→ WHAT IS REQUIRED: If a line of the data below holds the word "pool", list it.

→ PROVIDED RECORDS:

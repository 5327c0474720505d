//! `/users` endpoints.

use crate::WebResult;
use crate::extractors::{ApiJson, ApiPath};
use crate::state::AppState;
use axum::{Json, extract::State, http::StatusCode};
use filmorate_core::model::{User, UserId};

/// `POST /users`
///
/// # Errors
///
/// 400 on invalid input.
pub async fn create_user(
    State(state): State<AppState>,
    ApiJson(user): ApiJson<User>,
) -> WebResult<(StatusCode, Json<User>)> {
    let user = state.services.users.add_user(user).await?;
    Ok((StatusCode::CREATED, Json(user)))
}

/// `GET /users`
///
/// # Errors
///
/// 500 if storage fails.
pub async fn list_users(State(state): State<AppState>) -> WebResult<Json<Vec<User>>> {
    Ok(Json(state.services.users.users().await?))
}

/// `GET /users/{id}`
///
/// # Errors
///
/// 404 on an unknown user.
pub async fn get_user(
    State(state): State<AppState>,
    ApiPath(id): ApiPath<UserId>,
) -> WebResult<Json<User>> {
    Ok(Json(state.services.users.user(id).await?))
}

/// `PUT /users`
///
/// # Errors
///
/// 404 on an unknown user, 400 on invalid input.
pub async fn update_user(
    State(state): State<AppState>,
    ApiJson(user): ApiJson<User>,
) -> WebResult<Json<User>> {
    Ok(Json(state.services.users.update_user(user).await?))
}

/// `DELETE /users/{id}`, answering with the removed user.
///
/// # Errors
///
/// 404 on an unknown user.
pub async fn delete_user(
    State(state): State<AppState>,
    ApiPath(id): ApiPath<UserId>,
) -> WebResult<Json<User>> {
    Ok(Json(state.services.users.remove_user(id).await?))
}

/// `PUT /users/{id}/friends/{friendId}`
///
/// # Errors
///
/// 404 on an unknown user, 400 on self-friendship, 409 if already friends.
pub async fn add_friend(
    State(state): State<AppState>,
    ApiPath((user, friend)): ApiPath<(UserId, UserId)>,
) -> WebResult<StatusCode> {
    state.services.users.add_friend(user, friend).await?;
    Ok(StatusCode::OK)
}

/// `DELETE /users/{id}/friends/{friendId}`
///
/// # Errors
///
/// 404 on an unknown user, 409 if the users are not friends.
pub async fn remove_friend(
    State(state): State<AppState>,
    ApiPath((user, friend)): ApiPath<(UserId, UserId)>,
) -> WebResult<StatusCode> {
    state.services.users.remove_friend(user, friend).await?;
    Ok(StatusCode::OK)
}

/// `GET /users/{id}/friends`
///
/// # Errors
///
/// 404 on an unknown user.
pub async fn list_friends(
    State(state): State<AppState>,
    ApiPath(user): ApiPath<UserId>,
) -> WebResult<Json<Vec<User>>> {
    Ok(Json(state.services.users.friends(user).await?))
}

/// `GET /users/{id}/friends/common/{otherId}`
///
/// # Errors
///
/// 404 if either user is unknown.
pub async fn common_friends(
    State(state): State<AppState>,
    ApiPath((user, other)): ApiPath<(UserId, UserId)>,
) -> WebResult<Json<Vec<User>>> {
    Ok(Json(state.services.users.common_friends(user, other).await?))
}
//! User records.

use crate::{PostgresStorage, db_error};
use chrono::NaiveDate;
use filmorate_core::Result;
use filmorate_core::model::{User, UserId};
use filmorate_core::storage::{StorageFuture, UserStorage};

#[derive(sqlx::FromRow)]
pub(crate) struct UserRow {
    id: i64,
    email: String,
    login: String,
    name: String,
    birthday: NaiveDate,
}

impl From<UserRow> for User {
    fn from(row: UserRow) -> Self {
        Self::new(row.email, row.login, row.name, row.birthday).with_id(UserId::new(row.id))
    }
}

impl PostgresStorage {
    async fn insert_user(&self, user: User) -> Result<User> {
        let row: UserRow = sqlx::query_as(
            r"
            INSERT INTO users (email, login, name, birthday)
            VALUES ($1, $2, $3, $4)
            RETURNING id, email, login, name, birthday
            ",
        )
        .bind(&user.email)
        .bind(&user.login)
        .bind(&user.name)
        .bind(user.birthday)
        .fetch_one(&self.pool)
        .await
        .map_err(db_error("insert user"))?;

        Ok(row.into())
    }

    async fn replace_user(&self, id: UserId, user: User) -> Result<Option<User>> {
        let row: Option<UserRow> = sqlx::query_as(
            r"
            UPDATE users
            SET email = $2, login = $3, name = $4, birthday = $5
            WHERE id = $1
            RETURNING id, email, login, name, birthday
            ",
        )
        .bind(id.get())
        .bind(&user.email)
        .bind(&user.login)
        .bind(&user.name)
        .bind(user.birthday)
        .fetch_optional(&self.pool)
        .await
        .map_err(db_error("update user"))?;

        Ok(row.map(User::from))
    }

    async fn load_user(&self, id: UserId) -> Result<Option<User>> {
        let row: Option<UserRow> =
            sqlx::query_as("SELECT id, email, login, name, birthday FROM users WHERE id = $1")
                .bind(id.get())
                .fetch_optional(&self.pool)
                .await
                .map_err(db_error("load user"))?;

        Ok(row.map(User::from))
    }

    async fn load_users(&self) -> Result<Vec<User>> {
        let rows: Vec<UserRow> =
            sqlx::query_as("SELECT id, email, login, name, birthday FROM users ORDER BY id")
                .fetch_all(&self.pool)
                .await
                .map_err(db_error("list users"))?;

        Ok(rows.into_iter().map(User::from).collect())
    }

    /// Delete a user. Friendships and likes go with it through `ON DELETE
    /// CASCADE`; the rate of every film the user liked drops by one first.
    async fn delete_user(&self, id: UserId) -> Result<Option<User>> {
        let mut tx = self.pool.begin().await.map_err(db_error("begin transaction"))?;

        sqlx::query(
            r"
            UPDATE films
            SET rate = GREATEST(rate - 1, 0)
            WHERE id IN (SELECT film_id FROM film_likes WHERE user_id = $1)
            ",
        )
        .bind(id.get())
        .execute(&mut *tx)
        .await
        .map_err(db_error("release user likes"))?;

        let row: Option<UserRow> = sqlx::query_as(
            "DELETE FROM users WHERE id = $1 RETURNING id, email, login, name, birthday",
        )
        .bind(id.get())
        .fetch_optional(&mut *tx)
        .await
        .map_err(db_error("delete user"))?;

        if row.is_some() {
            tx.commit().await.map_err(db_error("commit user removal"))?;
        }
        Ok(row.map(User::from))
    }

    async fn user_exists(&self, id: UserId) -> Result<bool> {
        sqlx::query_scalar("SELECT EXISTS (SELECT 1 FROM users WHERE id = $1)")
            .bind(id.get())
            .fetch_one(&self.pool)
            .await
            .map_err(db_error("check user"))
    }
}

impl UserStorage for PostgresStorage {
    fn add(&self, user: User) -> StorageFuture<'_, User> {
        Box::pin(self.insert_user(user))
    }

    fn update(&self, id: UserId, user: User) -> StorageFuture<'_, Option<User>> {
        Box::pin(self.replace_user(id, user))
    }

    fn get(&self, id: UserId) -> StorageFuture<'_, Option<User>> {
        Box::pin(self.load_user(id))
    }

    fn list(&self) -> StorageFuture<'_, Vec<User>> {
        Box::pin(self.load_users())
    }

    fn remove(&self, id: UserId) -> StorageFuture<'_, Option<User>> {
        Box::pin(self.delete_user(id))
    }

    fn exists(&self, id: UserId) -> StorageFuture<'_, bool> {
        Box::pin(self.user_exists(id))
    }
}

→ THE ANSWER:
        .fetch_one(&self.pool)
        .fetch_optional(&self.pool)
                .fetch_optional(&self.pool)
                .fetch_all(&self.pool)
        let mut tx = self.pool.begin().await.map_err(db_error("begin transaction"))?;
            .fetch_one(&self.pool)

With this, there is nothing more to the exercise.